### Requirement
Among the entries below, count each line holding the word "descriptors". Write only the number.

### Data section
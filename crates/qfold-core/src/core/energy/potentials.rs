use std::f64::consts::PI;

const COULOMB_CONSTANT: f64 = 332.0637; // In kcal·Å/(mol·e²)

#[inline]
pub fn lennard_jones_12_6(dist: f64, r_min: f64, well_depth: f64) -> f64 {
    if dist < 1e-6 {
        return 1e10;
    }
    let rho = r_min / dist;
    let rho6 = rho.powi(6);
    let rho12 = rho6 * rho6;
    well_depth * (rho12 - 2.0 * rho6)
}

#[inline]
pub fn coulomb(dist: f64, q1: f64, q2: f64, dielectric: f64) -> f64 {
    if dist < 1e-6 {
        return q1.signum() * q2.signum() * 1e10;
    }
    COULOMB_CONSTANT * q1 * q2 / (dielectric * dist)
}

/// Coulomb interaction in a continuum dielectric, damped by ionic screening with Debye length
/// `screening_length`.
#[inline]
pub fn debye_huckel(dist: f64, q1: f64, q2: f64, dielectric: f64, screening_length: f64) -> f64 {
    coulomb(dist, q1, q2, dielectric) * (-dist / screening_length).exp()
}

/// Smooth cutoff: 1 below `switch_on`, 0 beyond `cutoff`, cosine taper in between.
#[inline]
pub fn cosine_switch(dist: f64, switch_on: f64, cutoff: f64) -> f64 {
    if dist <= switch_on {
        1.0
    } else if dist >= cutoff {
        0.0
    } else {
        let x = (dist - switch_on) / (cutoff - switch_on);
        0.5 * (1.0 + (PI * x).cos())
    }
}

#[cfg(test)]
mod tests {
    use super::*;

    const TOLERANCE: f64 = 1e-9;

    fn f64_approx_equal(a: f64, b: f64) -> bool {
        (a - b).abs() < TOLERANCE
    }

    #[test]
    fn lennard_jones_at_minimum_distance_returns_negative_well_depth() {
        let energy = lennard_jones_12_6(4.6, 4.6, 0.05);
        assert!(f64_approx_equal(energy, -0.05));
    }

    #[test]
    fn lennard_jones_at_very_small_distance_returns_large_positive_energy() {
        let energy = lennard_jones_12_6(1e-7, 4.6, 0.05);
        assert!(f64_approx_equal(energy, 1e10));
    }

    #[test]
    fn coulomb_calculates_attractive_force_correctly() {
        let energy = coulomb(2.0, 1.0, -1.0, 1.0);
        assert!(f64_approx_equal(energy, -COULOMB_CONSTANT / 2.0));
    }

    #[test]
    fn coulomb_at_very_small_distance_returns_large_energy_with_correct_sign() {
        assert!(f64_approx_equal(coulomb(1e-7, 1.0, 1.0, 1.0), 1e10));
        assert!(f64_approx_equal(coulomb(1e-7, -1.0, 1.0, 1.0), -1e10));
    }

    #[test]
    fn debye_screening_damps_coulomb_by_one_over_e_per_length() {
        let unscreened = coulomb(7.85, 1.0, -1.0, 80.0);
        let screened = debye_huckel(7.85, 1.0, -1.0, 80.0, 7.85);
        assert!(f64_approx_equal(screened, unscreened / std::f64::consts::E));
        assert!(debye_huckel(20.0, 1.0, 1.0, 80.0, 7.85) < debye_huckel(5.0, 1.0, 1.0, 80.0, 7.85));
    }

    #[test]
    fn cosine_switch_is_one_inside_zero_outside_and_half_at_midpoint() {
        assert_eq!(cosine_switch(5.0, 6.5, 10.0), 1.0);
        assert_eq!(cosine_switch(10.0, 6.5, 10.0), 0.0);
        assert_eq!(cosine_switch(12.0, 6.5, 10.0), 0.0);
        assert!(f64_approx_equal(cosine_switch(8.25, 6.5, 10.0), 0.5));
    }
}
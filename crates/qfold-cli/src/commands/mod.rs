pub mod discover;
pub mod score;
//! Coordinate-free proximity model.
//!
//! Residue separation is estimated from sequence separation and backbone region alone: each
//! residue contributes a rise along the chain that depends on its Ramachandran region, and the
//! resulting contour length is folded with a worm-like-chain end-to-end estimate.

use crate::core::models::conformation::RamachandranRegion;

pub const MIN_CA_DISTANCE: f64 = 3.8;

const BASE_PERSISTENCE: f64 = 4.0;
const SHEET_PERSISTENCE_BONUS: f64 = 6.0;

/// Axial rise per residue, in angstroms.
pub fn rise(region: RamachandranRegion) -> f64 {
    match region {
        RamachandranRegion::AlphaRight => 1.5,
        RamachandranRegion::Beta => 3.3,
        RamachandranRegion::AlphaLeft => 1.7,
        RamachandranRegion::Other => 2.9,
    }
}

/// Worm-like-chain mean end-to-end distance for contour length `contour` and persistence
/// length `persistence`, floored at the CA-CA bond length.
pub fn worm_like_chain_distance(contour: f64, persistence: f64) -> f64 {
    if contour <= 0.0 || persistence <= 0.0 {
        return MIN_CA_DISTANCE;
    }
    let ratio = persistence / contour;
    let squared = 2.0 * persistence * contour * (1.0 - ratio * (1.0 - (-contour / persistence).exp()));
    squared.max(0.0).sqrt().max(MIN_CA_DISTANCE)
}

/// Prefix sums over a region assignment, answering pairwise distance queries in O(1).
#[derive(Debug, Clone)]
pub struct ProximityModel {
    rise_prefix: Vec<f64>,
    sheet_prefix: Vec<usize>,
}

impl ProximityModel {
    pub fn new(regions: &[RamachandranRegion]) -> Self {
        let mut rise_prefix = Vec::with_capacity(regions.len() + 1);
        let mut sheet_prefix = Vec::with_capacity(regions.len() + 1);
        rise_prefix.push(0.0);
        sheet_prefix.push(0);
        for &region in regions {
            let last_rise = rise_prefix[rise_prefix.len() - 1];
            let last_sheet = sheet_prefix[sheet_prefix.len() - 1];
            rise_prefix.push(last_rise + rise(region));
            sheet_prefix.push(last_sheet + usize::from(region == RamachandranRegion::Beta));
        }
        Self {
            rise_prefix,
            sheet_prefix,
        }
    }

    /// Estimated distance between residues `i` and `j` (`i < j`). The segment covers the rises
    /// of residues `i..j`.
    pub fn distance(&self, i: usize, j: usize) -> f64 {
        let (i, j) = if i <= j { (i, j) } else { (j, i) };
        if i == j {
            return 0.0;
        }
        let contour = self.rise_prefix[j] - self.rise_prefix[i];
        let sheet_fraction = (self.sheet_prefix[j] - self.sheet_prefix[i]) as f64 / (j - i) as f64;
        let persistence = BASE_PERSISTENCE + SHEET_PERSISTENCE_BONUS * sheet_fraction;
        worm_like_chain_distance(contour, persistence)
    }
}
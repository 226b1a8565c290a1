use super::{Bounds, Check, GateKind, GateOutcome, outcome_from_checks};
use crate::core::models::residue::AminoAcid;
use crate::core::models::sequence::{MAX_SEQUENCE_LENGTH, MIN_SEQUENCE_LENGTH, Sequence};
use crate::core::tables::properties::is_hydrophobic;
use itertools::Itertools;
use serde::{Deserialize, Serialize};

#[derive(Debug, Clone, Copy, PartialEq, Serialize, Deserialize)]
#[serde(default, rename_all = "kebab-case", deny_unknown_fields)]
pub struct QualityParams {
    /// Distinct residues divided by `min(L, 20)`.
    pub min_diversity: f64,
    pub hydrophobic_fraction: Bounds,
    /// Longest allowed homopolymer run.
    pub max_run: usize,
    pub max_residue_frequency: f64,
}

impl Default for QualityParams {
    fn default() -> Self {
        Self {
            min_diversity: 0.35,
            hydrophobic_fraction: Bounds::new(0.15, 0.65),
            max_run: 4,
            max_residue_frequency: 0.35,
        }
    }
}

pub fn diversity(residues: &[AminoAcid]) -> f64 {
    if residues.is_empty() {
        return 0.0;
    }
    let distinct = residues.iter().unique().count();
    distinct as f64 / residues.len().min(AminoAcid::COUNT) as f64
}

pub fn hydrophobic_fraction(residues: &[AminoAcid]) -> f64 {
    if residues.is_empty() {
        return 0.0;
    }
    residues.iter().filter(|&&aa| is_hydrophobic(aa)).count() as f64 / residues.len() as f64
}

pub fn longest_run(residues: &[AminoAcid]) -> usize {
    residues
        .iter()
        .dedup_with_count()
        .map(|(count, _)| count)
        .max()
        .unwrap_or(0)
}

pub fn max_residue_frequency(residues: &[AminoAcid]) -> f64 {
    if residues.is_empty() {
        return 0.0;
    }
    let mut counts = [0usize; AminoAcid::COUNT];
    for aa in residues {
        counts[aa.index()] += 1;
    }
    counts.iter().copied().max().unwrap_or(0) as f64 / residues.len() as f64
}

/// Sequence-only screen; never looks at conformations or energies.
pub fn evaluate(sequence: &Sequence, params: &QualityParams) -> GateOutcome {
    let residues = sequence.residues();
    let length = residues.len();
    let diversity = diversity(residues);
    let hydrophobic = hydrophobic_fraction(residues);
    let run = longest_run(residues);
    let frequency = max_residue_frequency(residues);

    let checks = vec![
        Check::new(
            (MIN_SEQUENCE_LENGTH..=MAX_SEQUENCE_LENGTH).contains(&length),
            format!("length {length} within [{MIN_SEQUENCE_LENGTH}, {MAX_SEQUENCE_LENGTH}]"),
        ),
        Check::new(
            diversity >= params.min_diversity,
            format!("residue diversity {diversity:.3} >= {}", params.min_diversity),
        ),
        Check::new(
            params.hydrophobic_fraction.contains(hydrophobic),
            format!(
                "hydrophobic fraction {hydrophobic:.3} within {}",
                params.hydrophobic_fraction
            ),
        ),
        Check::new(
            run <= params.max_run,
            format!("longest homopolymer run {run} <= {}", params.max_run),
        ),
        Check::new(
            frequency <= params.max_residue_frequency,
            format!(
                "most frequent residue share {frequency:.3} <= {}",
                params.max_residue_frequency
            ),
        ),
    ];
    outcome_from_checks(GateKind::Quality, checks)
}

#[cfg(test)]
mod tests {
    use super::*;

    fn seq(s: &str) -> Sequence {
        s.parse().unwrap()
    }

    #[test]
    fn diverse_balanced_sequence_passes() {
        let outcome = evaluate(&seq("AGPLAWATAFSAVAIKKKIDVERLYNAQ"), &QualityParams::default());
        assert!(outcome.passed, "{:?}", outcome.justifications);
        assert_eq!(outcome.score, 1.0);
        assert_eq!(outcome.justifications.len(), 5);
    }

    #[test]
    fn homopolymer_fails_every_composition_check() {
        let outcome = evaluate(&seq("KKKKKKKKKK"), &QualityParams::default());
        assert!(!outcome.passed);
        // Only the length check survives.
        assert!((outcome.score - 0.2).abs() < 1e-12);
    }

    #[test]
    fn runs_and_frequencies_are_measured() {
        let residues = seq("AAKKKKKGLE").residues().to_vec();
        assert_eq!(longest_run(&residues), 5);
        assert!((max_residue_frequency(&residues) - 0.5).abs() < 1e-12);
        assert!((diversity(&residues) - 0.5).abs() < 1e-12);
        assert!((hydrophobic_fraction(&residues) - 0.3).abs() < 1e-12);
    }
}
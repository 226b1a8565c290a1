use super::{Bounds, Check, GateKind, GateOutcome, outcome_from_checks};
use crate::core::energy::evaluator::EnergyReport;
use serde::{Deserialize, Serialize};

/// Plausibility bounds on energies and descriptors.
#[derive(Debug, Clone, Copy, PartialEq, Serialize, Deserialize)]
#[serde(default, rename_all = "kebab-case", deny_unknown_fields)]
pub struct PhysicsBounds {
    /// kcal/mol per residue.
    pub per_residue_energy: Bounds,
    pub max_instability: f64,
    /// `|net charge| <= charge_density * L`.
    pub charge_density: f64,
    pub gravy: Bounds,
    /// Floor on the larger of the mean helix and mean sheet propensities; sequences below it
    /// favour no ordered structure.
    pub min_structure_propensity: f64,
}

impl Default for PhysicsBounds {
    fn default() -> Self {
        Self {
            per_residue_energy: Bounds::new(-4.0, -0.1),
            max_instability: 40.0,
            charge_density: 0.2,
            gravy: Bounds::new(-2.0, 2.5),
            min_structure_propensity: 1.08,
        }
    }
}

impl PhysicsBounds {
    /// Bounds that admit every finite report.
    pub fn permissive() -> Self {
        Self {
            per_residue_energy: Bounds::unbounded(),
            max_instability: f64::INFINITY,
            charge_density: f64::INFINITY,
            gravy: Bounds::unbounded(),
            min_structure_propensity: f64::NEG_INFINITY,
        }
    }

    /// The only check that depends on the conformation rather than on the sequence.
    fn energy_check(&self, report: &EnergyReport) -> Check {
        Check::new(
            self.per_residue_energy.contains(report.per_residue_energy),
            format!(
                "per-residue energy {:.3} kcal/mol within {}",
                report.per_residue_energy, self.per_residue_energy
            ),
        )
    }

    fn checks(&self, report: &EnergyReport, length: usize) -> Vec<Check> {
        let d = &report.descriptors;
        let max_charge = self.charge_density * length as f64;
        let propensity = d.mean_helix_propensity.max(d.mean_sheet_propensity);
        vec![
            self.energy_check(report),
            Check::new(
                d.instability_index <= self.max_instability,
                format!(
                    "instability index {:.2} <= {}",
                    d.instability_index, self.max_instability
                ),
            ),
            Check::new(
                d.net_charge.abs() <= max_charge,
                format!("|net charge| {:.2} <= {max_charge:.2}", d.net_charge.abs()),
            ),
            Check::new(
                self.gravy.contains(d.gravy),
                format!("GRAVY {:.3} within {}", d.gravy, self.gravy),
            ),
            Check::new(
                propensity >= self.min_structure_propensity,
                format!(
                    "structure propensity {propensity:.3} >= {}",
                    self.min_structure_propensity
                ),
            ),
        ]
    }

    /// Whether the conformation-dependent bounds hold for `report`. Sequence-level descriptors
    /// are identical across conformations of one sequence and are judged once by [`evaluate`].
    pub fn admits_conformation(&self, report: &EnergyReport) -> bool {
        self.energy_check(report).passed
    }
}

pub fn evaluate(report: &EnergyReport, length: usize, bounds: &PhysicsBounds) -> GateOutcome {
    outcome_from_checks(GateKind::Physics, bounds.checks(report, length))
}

### Reply to the exercise
3